▶ [Work order] Include in the output exactly the lines from the opening of the data through the line containing "a feature's options.", and nothing more.

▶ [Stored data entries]
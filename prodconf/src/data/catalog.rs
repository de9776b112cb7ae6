use std::{collections::HashMap, fmt};

use schemars::JsonSchema;
use serde::{Deserialize, Serialize};

use crate::error::CatalogError;

/// Separator used to build node keys from codes.
pub const KEY_SEPARATOR: char = '/';

/// Cardinality rule of a feature's options.
#[derive(Debug, Clone, Copy, Serialize, Deserialize, JsonSchema, PartialEq, Eq, Hash)]
#[serde(rename_all = "camelCase")]
pub enum SelectionKind {
    /// Pass-through container: every option is active, none is selectable.
    Group,
    /// At most one option selected at a time.
    SelectOne,
    /// Any number of independently selected options.
    SelectMany,
}

impl SelectionKind {
    /// Whether options of this kind carry a user-controlled `selected` flag.
    pub fn is_selectable(self) -> bool {
        !matches!(self, SelectionKind::Group)
    }
}

impl fmt::Display for SelectionKind {
    fn fmt(&self, f: &mut fmt::Formatter<'_>) -> fmt::Result {
        let s = match self {
            SelectionKind::Group => "group",
            SelectionKind::SelectOne => "selectOne",
            SelectionKind::SelectMany => "selectMany",
        };
        f.write_str(s)
    }
}

/// Read-only catalog a configuration tree is built from.
#[derive(Debug, Clone, Default, Serialize, Deserialize, JsonSchema, PartialEq)]
#[serde(rename_all = "camelCase")]
pub struct Catalog {
    /// Top-level feature codes, in display order.
    pub feature_refs: Vec<String>,
    /// Every feature definition, top-level or referenced from an option.
    #[serde(default)]
    pub feature_defs: Vec<FeatureDef>,
}

/// A named decision point, e.g. "color".
#[derive(Debug, Clone, Serialize, Deserialize, JsonSchema, PartialEq)]
#[serde(rename_all = "camelCase")]
pub struct FeatureDef {
    /// Unique feature code.
    pub code: String,
    /// Human readable label.
    #[serde(default)]
    pub description: String,
    /// Explicit selection kind.
    #[serde(default, skip_serializing_if = "Option::is_none")]
    pub kind: Option<SelectionKind>,
    /// Legacy multi-select flag, accepted when `kind` is absent.
    #[serde(default, skip_serializing_if = "Option::is_none")]
    pub multiple: Option<bool>,
    /// Whether the feature may be left without a selection.
    #[serde(default, skip_serializing_if = "is_false")]
    pub optional: bool,
    /// Options in display order.
    #[serde(default)]
    pub options: Vec<OptionDef>,
}

/// One concrete choice under a feature, e.g. "red".
#[derive(Debug, Clone, Serialize, Deserialize, JsonSchema, PartialEq)]
#[serde(rename_all = "camelCase")]
pub struct OptionDef {
    /// Option code, unique within its feature.
    pub code: String,
    /// Human readable label.
    #[serde(default)]
    pub description: String,
    /// Optional thumbnail image reference.
    #[serde(default, skip_serializing_if = "Option::is_none")]
    pub thumbnail: Option<String>,
    /// Features revealed by this option, in display order.
    #[serde(default, skip_serializing_if = "Vec::is_empty")]
    pub feature_refs: Vec<String>,
}

fn is_false(b: &bool) -> bool {
    !*b
}

impl FeatureDef {
    /// Resolve the selection kind of this feature.
    ///
    /// An explicit `kind` wins; the legacy `multiple` flag alone only decides
    /// `selectMany`. A feature with neither cannot be classified.
    pub fn selection_kind(&self) -> Result<SelectionKind, CatalogError> {
        match (self.kind, self.multiple) {
            (Some(kind), None) => Ok(kind),
            (Some(SelectionKind::SelectMany), Some(true)) => Ok(SelectionKind::SelectMany),
            (Some(kind), Some(true)) if kind != SelectionKind::SelectMany => {
                Err(CatalogError::ConflictingSelectionKind {
                    feature: self.code.clone(),
                    kind,
                })
            }
            (Some(SelectionKind::SelectMany), Some(false)) => {
                Err(CatalogError::ConflictingSelectionKind {
                    feature: self.code.clone(),
                    kind: SelectionKind::SelectMany,
                })
            }
            (Some(kind), Some(_)) => Ok(kind),
            (None, Some(true)) => Ok(SelectionKind::SelectMany),
            (None, _) => Err(CatalogError::AmbiguousSelectionKind(self.code.clone())),
        }
    }

    /// Find an option definition by code.
    pub fn option(&self, code: &str) -> Option<&OptionDef> {
        self.options.iter().find(|o| o.code == code)
    }
}

/// Validated lookup table over a catalog's feature definitions.
#[derive(Debug, Clone)]
pub struct CatalogIndex<'a> {
    features: HashMap<&'a str, (&'a FeatureDef, SelectionKind)>,
}

impl<'a> CatalogIndex<'a> {
    /// Definition and resolved kind of a feature.
    pub fn get(&self, code: &str) -> Option<(&'a FeatureDef, SelectionKind)> {
        self.features.get(code).copied()
    }

    pub fn len(&self) -> usize {
        self.features.len()
    }

    pub fn is_empty(&self) -> bool {
        self.features.is_empty()
    }
}

#[derive(Clone, Copy)]
enum Mark {
    Visiting,
    Done,
}

impl Catalog {
    /// Find a feature definition by code.
    pub fn feature(&self, code: &str) -> Option<&FeatureDef> {
        self.feature_defs.iter().find(|f| f.code == code)
    }

    /// Validate the catalog and build a lookup index over it.
    ///
    /// # Errors
    ///
    /// Returns the first [`CatalogError`] found: bad or duplicate codes,
    /// unresolved or repeated references, unclassifiable kinds, a
    /// reference cycle, or option codes that would collide in one `next`
    /// level of the wire format.
    pub fn validate(&self) -> Result<CatalogIndex<'_>, CatalogError> {
        let mut features = HashMap::with_capacity(self.feature_defs.len());

        for def in &self.feature_defs {
            check_code(&def.code)?;
            let kind = def.selection_kind()?;
            if features.insert(def.code.as_str(), (def, kind)).is_some() {
                return Err(CatalogError::DuplicateFeature(def.code.clone()));
            }

            let mut seen = Vec::with_capacity(def.options.len());
            for option in &def.options {
                check_code(&option.code)?;
                if seen.contains(&option.code.as_str()) {
                    return Err(CatalogError::DuplicateOption {
                        feature: def.code.clone(),
                        option: option.code.clone(),
                    });
                }
                seen.push(option.code.as_str());
            }
        }

        let index = CatalogIndex { features };

        check_refs(&index, "featureRefs", &self.feature_refs)?;
        for def in &self.feature_defs {
            for option in &def.options {
                let from = format!("{}{}{}", def.code, KEY_SEPARATOR, option.code);
                check_refs(&index, &from, &option.feature_refs)?;
            }
        }

        let mut marks = HashMap::new();
        let mut path = Vec::new();
        for def in &self.feature_defs {
            visit(&index, def.code.as_str(), &mut marks, &mut path)?;
        }

        for code in &self.feature_refs {
            check_level(&index, code, std::slice::from_ref(code))?;
        }
        for def in &self.feature_defs {
            for option in &def.options {
                let position = format!("{}{}{}", def.code, KEY_SEPARATOR, option.code);
                check_level(&index, &position, &option.feature_refs)?;
            }
        }

        debug!("catalog validated: {} feature definitions", index.len());
        Ok(index)
    }
}

fn check_code(code: &str) -> Result<(), CatalogError> {
    if code.is_empty() {
        return Err(CatalogError::InvalidCode {
            code: code.to_string(),
            reason: "codes must not be empty",
        });
    }
    if code.contains(KEY_SEPARATOR) {
        return Err(CatalogError::InvalidCode {
            code: code.to_string(),
            reason: "codes must not contain `/`",
        });
    }
    Ok(())
}

fn check_refs(index: &CatalogIndex<'_>, from: &str, refs: &[String]) -> Result<(), CatalogError> {
    for (i, code) in refs.iter().enumerate() {
        if index.get(code).is_none() {
            return Err(CatalogError::UnknownFeatureRef {
                from: from.to_string(),
                code: code.clone(),
            });
        }
        if refs[..i].contains(code) {
            return Err(CatalogError::DuplicateFeatureRef {
                from: from.to_string(),
                code: code.clone(),
            });
        }
    }
    Ok(())
}

/// Reject option codes that collide once group features are flattened.
///
/// `features` are the features serialized into one `next` map: a top-level
/// feature on its own, or the children of one option. Must run after the
/// cycle check.
fn check_level(
    index: &CatalogIndex<'_>,
    position: &str,
    features: &[String],
) -> Result<(), CatalogError> {
    let mut codes = Vec::new();
    level_codes(index, features, &mut codes);
    for (i, code) in codes.iter().enumerate() {
        if codes[..i].contains(code) {
            return Err(CatalogError::AmbiguousOptionCode {
                position: position.to_string(),
                code: code.to_string(),
            });
        }
    }
    Ok(())
}

fn level_codes<'a>(index: &CatalogIndex<'a>, features: &[String], out: &mut Vec<&'a str>) {
    for code in features {
        let Some((def, kind)) = index.get(code) else {
            continue;
        };
        for option in &def.options {
            match kind {
                SelectionKind::Group => level_codes(index, &option.feature_refs, out),
                SelectionKind::SelectOne | SelectionKind::SelectMany => {
                    out.push(option.code.as_str())
                }
            }
        }
    }
}

fn visit<'a>(
    index: &CatalogIndex<'a>,
    code: &'a str,
    marks: &mut HashMap<&'a str, Mark>,
    path: &mut Vec<&'a str>,
) -> Result<(), CatalogError> {
    match marks.get(code) {
        Some(Mark::Done) => return Ok(()),
        Some(Mark::Visiting) => {
            let start = path.iter().position(|c| *c == code).unwrap_or(0);
            let mut cycle: Vec<String> = path[start..].iter().map(|c| c.to_string()).collect();
            cycle.push(code.to_string());
            return Err(CatalogError::CyclicReference { path: cycle });
        }
        None => {}
    }

    marks.insert(code, Mark::Visiting);
    path.push(code);

    if let Some((def, _)) = index.get(code) {
        for option in &def.options {
            for child in &option.feature_refs {
                visit(index, child.as_str(), marks, path)?;
            }
        }
    }

    path.pop();
    marks.insert(code, Mark::Done);
    Ok(())
}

▶ [Task output]
filename prodconf/src/data/catalog.rs
repository de9776b112cb7ae6
use std::{collections::HashMap, fmt};

use schemars::JsonSchema;
use serde::{Deserialize, Serialize};

use crate::error::CatalogError;

/// Separator used to build node keys from codes.
pub const KEY_SEPARATOR: char = '/';

/// Cardinality rule of a feature's options.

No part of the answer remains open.